#### DATA SHOWN
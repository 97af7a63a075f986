// crates/verinet-sim/src/config.rs
//
// Runtime configuration for a simulation run.
// Loaded from a TOML file or populated with sensible defaults, then
// overridden by command-line flags.

use std::fs;

use serde::{Deserialize, Serialize};
use verinet_core::VerinetError;

use crate::scheduler::SimTime;

/// Parameters of one simulation run.
#[derive(Debug, Clone, PartialEq, Deserialize, Serialize)]
pub struct SimConfig {
    /// Number of voters (N).
    #[serde(default = "default_voters")]
    pub voters: usize,

    /// Percentage of very trustworthy voters (p).
    #[serde(default = "default_very_trustworthy_pct")]
    pub very_trustworthy_pct: u8,

    /// Percentage of malicious voters (q).
    #[serde(default = "default_malicious_pct")]
    pub malicious_pct: u8,

    /// Claims each voter publishes over the run (A).
    #[serde(default = "default_articles_per_voter")]
    pub articles_per_voter: u64,

    /// Total simulated duration (T_sim).
    #[serde(default = "default_duration")]
    pub duration: SimTime,

    /// Claims between two trust samples in the report (I).
    #[serde(default = "default_report_interval")]
    pub report_interval: usize,

    /// Seed for every random decision the simulation makes.
    #[serde(default = "default_seed")]
    pub seed: u64,

    /// Time between two voting rounds of an agent.
    #[serde(default = "default_vote_interval")]
    pub vote_interval: SimTime,

    /// Time between two result queries of an agent.
    #[serde(default = "default_query_interval")]
    pub query_interval: SimTime,

    /// Time between two clock log lines.
    #[serde(default = "default_clock_interval")]
    pub clock_interval: SimTime,

    /// Directory for report files.
    #[serde(default = "default_output_dir")]
    pub output_dir: String,

    /// Log level: "trace", "debug", "info", "warn", "error".
    #[serde(default = "default_log_level")]
    pub log_level: String,

    /// Keep every scheduler wakeup in the run outcome.
    #[serde(default)]
    pub record_trace: bool,
}

fn default_voters() -> usize {
    50
}

fn default_very_trustworthy_pct() -> u8 {
    50
}

fn default_malicious_pct() -> u8 {
    20
}

fn default_articles_per_voter() -> u64 {
    4
}

fn default_duration() -> SimTime {
    400
}

fn default_report_interval() -> usize {
    50
}

fn default_seed() -> u64 {
    42
}

fn default_vote_interval() -> SimTime {
    1
}

fn default_query_interval() -> SimTime {
    50
}

fn default_clock_interval() -> SimTime {
    10
}

fn default_output_dir() -> String {
    "output".to_string()
}

fn default_log_level() -> String {
    "info".to_string()
}

impl Default for SimConfig {
    fn default() -> Self {
        Self {
            voters: default_voters(),
            very_trustworthy_pct: default_very_trustworthy_pct(),
            malicious_pct: default_malicious_pct(),
            articles_per_voter: default_articles_per_voter(),
            duration: default_duration(),
            report_interval: default_report_interval(),
            seed: default_seed(),
            vote_interval: default_vote_interval(),
            query_interval: default_query_interval(),
            clock_interval: default_clock_interval(),
            output_dir: default_output_dir(),
            log_level: default_log_level(),
            record_trace: false,
        }
    }
}

impl SimConfig {
    /// Load configuration from a TOML file at the given path.
    ///
    /// Returns an error if the file cannot be read or parsed.
    pub fn load(path: &str) -> Result<Self, Box<dyn std::error::Error>> {
        let contents = fs::read_to_string(path)?;
        let config: SimConfig = toml::from_str(&contents)?;
        Ok(config)
    }

    /// Check every parameter range. The driver refuses an invalid config.
    pub fn validate(&self) -> Result<(), VerinetError> {
        let invalid = |msg: String| Err(VerinetError::InvalidConfig(msg));

        if self.voters < 1 {
            return invalid("number of voters (N) should be at least 1".to_string());
        }
        if self.very_trustworthy_pct > 100 {
            return invalid(format!(
                "percentage of very trustworthy voters (p) should be between 0 and 100, got {}",
                self.very_trustworthy_pct
            ));
        }
        if self.malicious_pct > 100 {
            return invalid(format!(
                "percentage of malicious voters (q) should be between 0 and 100, got {}",
                self.malicious_pct
            ));
        }
        if self.very_trustworthy_pct as u16 + self.malicious_pct as u16 > 100 {
            return invalid(format!(
                "p + q should be at most 100, got {} + {}",
                self.very_trustworthy_pct, self.malicious_pct
            ));
        }
        if self.articles_per_voter < 1 {
            return invalid("articles per voter (A) should be at least 1".to_string());
        }
        if self.report_interval < 1 {
            return invalid("report interval (I) should be at least 1".to_string());
        }
        for (name, value) in [
            ("vote_interval", self.vote_interval),
            ("query_interval", self.query_interval),
            ("clock_interval", self.clock_interval),
        ] {
            if value < 1 {
                return invalid(format!("{} should be at least 1", name));
            }
        }
        Ok(())
    }

    /// Time between two publishes of an agent: T_sim / A, at least 1.
    pub fn publish_interval(&self) -> SimTime {
        (self.duration / self.articles_per_voter.max(1)).max(1)
    }

    /// Percentage of plain trustworthy voters (100 - p - q).
    pub fn trustworthy_pct(&self) -> u8 {
        100u8
            .saturating_sub(self.very_trustworthy_pct)
            .saturating_sub(self.malicious_pct)
    }
}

#### WHAT THE TASK REQUIRES
An exact copy of the listing above is needed, so write it out again.

#### RESPONSE TO THIS EXERCISE
repository 97af7a63a075f986
// crates/verinet-sim/src/config.rs
//
// Runtime configuration for a simulation run.
// Loaded from a TOML file or populated with sensible defaults, then
// overridden by command-line flags.

use std::fs;

use serde::{Deserialize, Serialize};
use verinet_core::VerinetError;

use crate::scheduler::SimTime;

/// Parameters of one simulation run.
#[derive(Debug, Clone, PartialEq, Deserialize, Serialize)]
pub struct SimConfig {
    /// Number of voters (N).
    #[serde(default = "default_voters")]
    pub voters: usize,

    /// Percentage of very trustworthy voters (p).
    #[serde(default = "default_very_trustworthy_pct")]
    pub very_trustworthy_pct: u8,

    /// Percentage of malicious voters (q).
    #[serde(default = "default_malicious_pct")]
    pub malicious_pct: u8,

    /// Claims each voter publishes over the run (A).
    #[serde(default = "default_articles_per_voter")]
    pub articles_per_voter: u64,

    /// Total simulated duration (T_sim).
    #[serde(default = "default_duration")]
    pub duration: SimTime,

    /// Claims between two trust samples in the report (I).
    #[serde(default = "default_report_interval")]
    pub report_interval: usize,

    /// Seed for every random decision the simulation makes.
    #[serde(default = "default_seed")]
    pub seed: u64,

    /// Time between two voting rounds of an agent.
    #[serde(default = "default_vote_interval")]
    pub vote_interval: SimTime,

    /// Time between two result queries of an agent.
    #[serde(default = "default_query_interval")]
    pub query_interval: SimTime,

    /// Time between two clock log lines.
    #[serde(default = "default_clock_interval")]
    pub clock_interval: SimTime,

    /// Directory for report files.
    #[serde(default = "default_output_dir")]
    pub output_dir: String,

    /// Log level: "trace", "debug", "info", "warn", "error".
    #[serde(default = "default_log_level")]
    pub log_level: String,

    /// Keep every scheduler wakeup in the run outcome.
    #[serde(default)]
    pub record_trace: bool,
}

fn default_voters() -> usize {
    50
}

fn default_very_trustworthy_pct() -> u8 {
    50
}

fn default_malicious_pct() -> u8 {
    20
}

fn default_articles_per_voter() -> u64 {
    4
}

fn default_duration() -> SimTime {
    400
}

fn default_report_interval() -> usize {
    50
}

fn default_seed() -> u64 {
    42
}

fn default_vote_interval() -> SimTime {
    1
}

fn default_query_interval() -> SimTime {
    50
}

fn default_clock_interval() -> SimTime {
    10
}

fn default_output_dir() -> String {
    "output".to_string()
}

fn default_log_level() -> String {
    "info".to_string()
}

impl Default for SimConfig {
    fn default() -> Self {
        Self {
            voters: default_voters(),
            very_trustworthy_pct: default_very_trustworthy_pct(),
            malicious_pct: default_malicious_pct(),
            articles_per_voter: default_articles_per_voter(),
            duration: default_duration(),
            report_interval: default_report_interval(),
            seed: default_seed(),
            vote_interval: default_vote_interval(),
            query_interval: default_query_interval(),
            clock_interval: default_clock_interval(),
            output_dir: default_output_dir(),
            log_level: default_log_level(),
            record_trace: false,
        }
    }
}

impl SimConfig {
    /// Load configuration from a TOML file at the given path.
    ///
    /// Returns an error if the file cannot be read or parsed.
    pub fn load(path: &str) -> Result<Self, Box<dyn std::error::Error>> {
        let contents = fs::read_to_string(path)?;
        let config: SimConfig = toml::from_str(&contents)?;
        Ok(config)
    }

    /// Check every parameter range. The driver refuses an invalid config.
    pub fn validate(&self) -> Result<(), VerinetError> {
        let invalid = |msg: String| Err(VerinetError::InvalidConfig(msg));

        if self.voters < 1 {
            return invalid("number of voters (N) should be at least 1".to_string());
        }
        if self.very_trustworthy_pct > 100 {
            return invalid(format!(
                "percentage of very trustworthy voters (p) should be between 0 and 100, got {}",
                self.very_trustworthy_pct
            ));
        }
        if self.malicious_pct > 100 {
            return invalid(format!(
                "percentage of malicious voters (q) should be between 0 and 100, got {}",
                self.malicious_pct
            ));
        }
        if self.very_trustworthy_pct as u16 + self.malicious_pct as u16 > 100 {
            return invalid(format!(
                "p + q should be at most 100, got {} + {}",
                self.very_trustworthy_pct, self.malicious_pct
            ));
        }
        if self.articles_per_voter < 1 {
            return invalid("articles per voter (A) should be at least 1".to_string());
        }
        if self.report_interval < 1 {
            return invalid("report interval (I) should be at least 1".to_string());
        }
        for (name, value) in [
            ("vote_interval", self.vote_interval),
            ("query_interval", self.query_interval),
            ("clock_interval", self.clock_interval),
        ] {
            if value < 1 {
                return invalid(format!("{} should be at least 1", name));
            }
        }
        Ok(())
    }

    /// Time between two publishes of an agent: T_sim / A, at least 1.
    pub fn publish_interval(&self) -> SimTime {
        (self.duration / self.articles_per_voter.max(1)).max(1)
    }

    /// Percentage of plain trustworthy voters (100 - p - q).
    pub fn trustworthy_pct(&self) -> u8 {
        100u8
            .saturating_sub(self.very_trustworthy_pct)
            .saturating_sub(self.malicious_pct)
    }
}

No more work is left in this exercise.